The tires are larger than I wanted to go, but 235/75R15 in the BFG A/T KO was back ordered country wide. I ended up with some 30x9.5R15 tires for the same price. The tires are NOT a good fit for the factory 6" wide rims, and have a ballooning effect on the tread. I noticed especially driving home that the rear end wanted to skid more than the old 235 wranglers ever had. Another difference from going from a "P" tire to a modern LT is the sidewall stiffness, which was readily apparent in cornering. These tires are stiff, and perform more like a bias ply for rigidity in corners, but grip tenaciously when encountering any obstacle and conform and ride better over rough terrain. I inflated them all to 30, but will likely switch to 35 in the front and 28 in the rear to better distribute traction and tread contact.

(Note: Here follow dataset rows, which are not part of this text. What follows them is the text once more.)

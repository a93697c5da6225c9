// Copyright (c) 2025 Dimitris Kafetzis
//
// Licensed under the MIT License.
// See LICENSE file in the project root for full license information.
//
// SPDX-License-Identifier: MIT

//! The [`Watchdog`] capability and its RAII disable guard.

use crate::{WatchdogConfig, WatchdogError};

/// A process-wide liveness monitor that can be switched off and back on.
///
/// The benchmark runner receives this as an injected `&mut W`, so tests
/// can substitute a recording fake and the runner is the only mutator for
/// its lifetime.
pub trait Watchdog {
    /// Stops monitoring. Fails with [`WatchdogError::NotEnabled`] if the
    /// watchdog is already off.
    fn disable(&mut self) -> Result<(), WatchdogError>;

    /// (Re-)initialises monitoring with `config`. Fails with
    /// [`WatchdogError::AlreadyEnabled`] if the watchdog is running.
    fn enable(&mut self, config: &WatchdogConfig) -> Result<(), WatchdogError>;

    /// Returns `true` while monitoring is active.
    fn is_enabled(&self) -> bool;
}

impl<W: Watchdog + ?Sized> Watchdog for &mut W {
    fn disable(&mut self) -> Result<(), WatchdogError> {
        (**self).disable()
    }

    fn enable(&mut self, config: &WatchdogConfig) -> Result<(), WatchdogError> {
        (**self).enable(config)
    }

    fn is_enabled(&self) -> bool {
        (**self).is_enabled()
    }
}

/// Keeps a watchdog disabled for as long as the guard lives.
///
/// ```text
/// WatchdogGuard::disable(wd, cfg)   ── wd.disable()
///       │
///       ├── restore()  ── wd.enable(cfg), error returned to caller
///       └── drop       ── wd.enable(cfg), error logged
/// ```
///
/// Exactly one `enable(cfg)` follows every successful `disable`, whether
/// the guarded section returns normally, returns early, or unwinds.
pub struct WatchdogGuard<'w, W: Watchdog + ?Sized> {
    watchdog: &'w mut W,
    restore_config: WatchdogConfig,
    restored: bool,
}

impl<'w, W: Watchdog + ?Sized> WatchdogGuard<'w, W> {
    /// Disables `watchdog` and arms a guard that re-enables it with
    /// `restore_config`.
    pub fn disable(
        watchdog: &'w mut W,
        restore_config: WatchdogConfig,
    ) -> Result<Self, WatchdogError> {
        watchdog.disable()?;
        tracing::info!("task watchdog disabled");
        Ok(Self {
            watchdog,
            restore_config,
            restored: false,
        })
    }

    /// Returns the configuration the guard will restore.
    pub fn restore_config(&self) -> &WatchdogConfig {
        &self.restore_config
    }

    /// Re-enables the watchdog now and reports the outcome.
    pub fn restore(mut self) -> Result<(), WatchdogError> {
        self.restored = true;
        self.watchdog.enable(&self.restore_config)?;
        tracing::info!(config = %self.restore_config, "task watchdog re-enabled");
        Ok(())
    }
}

impl<W: Watchdog + ?Sized> Drop for WatchdogGuard<'_, W> {
    fn drop(&mut self) {
        if self.restored {
            return;
        }
        match self.watchdog.enable(&self.restore_config) {
            Ok(()) => tracing::warn!(
                config = %self.restore_config,
                "task watchdog re-enabled by guard drop"
            ),
            Err(e) => tracing::error!(error = %e, "failed to re-enable task watchdog"),
        }
    }
}

#[cfg(test)]
mod tests {
    use super::*;

    #[derive(Default)]
    struct Recording {
        enabled: bool,
        calls: Vec<String>,
        enabled_with: Vec<WatchdogConfig>,
    }

    impl Watchdog for Recording {
        fn disable(&mut self) -> Result<(), WatchdogError> {
            self.calls.push("disable".into());
            if !self.enabled {
                return Err(WatchdogError::NotEnabled);
            }
            self.enabled = false;
            Ok(())
        }

        fn enable(&mut self, config: &WatchdogConfig) -> Result<(), WatchdogError> {
            self.calls.push("enable".into());
            if self.enabled {
                return Err(WatchdogError::AlreadyEnabled);
            }
            self.enabled = true;
            self.enabled_with.push(*config);
            Ok(())
        }

        fn is_enabled(&self) -> bool {
            self.enabled
        }
    }

    fn running() -> Recording {
        Recording {
            enabled: true,
            ..Default::default()
        }
    }

    #[test]
    fn test_restore_reenables_once() {
        let mut wd = running();
        let guard = WatchdogGuard::disable(&mut wd, WatchdogConfig::default()).unwrap();
        guard.restore().unwrap();
        assert_eq!(wd.calls, ["disable", "enable"]);
        assert_eq!(wd.enabled_with, [WatchdogConfig::default()]);
        assert!(wd.is_enabled());
    }

    #[test]
    fn test_drop_reenables() {
        let mut wd = running();
        {
            let guard = WatchdogGuard::disable(&mut wd, WatchdogConfig::default()).unwrap();
            assert!(!guard.watchdog.is_enabled());
        }
        assert_eq!(wd.calls, ["disable", "enable"]);
        assert!(wd.is_enabled());
    }

    #[test]
    fn test_reenables_on_unwind() {
        let mut wd = running();
        let result = std::panic::catch_unwind(std::panic::AssertUnwindSafe(|| {
            let _guard = WatchdogGuard::disable(&mut wd, WatchdogConfig::default()).unwrap();
            panic!("kernel blew up");
        }));
        assert!(result.is_err());
        assert_eq!(wd.calls, ["disable", "enable"]);
    }

    #[test]
    fn test_disable_when_off_fails() {
        let mut wd = Recording::default();
        let err = WatchdogGuard::disable(&mut wd, WatchdogConfig::default()).err();
        assert!(matches!(err, Some(WatchdogError::NotEnabled)));
        assert_eq!(wd.calls, ["disable"]);
    }

    #[test]
    fn test_restore_uses_given_config() {
        let mut wd = running();
        let cfg = WatchdogConfig {
            timeout_ms: 1234,
            trigger_panic: false,
            ..Default::default()
        };
        let guard = WatchdogGuard::disable(&mut wd, cfg).unwrap();
        assert_eq!(guard.restore_config().timeout_ms, 1234);
        guard.restore().unwrap();
        assert_eq!(wd.enabled_with, [cfg]);
    }

    #[test]
    fn test_restore_error_is_reported() {
        let mut wd = running();
        let mut guard = WatchdogGuard::disable(&mut wd, WatchdogConfig::default()).unwrap();
        guard.watchdog.enabled = true; // someone else re-enabled it
        assert!(matches!(guard.restore(), Err(WatchdogError::AlreadyEnabled)));
    }
}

The engine was running hotter than expected on the drive home, but mostly due to the replacement of all the heater and transmission cooler hoses. The auto Spicer transmission has a quart sized oil to water cooler on it, and takes time to bleed air out of. I find it interesting that in 1970 the engineers moved the coolant to the transmission and hot air from under the hood to the cabin, and now we move transmission fluid to under the hood and coolant into the cab and rear of SUVs. Two very different approaches to solve the same problem, and I am unsure which is practically better or lasts longer. The heater core in a Scout is far easier than any modern vehicle I have ever encountered, that much I can say.

More to follow over the holidays, a Marine and his Scout rarely rest. Stay well and salty all.
 

Attachments

  • DSC_0143.JPG
    DSC_0143.JPG
    321.9 KB · Views: 39
  • DSC_0144.JPG
    DSC_0144.JPG
    316.4 KB · Views: 41

Pete n' Repete

Farmall Cub
Joined
Oct 1, 2020
Messages
18
Points
3
Disappointing end to the week, the alternator I tossed in to the engine crapped out on the way home Friday. It was a remanufactured Delphi unit from Rock Auto, and the return shipping is almost as much as I paid for the unit. Not happy at all with that deal, but for a $40 alternator I am not sure what else to expect. Napa has it in stock for $60, so I figure after shipping the defective one back I will be at about $100 for a working unit. Not ideal, but also not nearly the cost of one alternator for my power stroke, so it could be worse.
 

Chris Cooper

High Wheeler
Joined
Mar 11, 2018
Messages
1,253
Points
113
Location
Longmont, CO
Disappointing end to the week, the alternator I tossed in to the engine crapped out on the way home Friday. It was a remanufactured Delphi unit from Rock Auto, and the return shipping is almost as much as I paid for the unit. Not happy at all with that deal, but for a $40 alternator I am not sure what else to expect. Napa has it in stock for $60, so I figure after shipping the defective one back I will be at about $100 for a working unit. Not ideal, but also not nearly the cost of one alternator for my power stroke, so it could be worse.
Is there a place locally you could take it for a remedial rebuild? It might be cheaper than the combination of shipping, and purchasing another.
 

Pete n' Repete

Farmall Cub
Joined
Oct 1, 2020
Messages
18
Points
3
I ended up installing the one I took out just a few weeks ago after cleaning it up. I took the faulty unit apart and found a terrible solder job on the main terminal to positive that had disintegrated. I can fix it, when I get around to it.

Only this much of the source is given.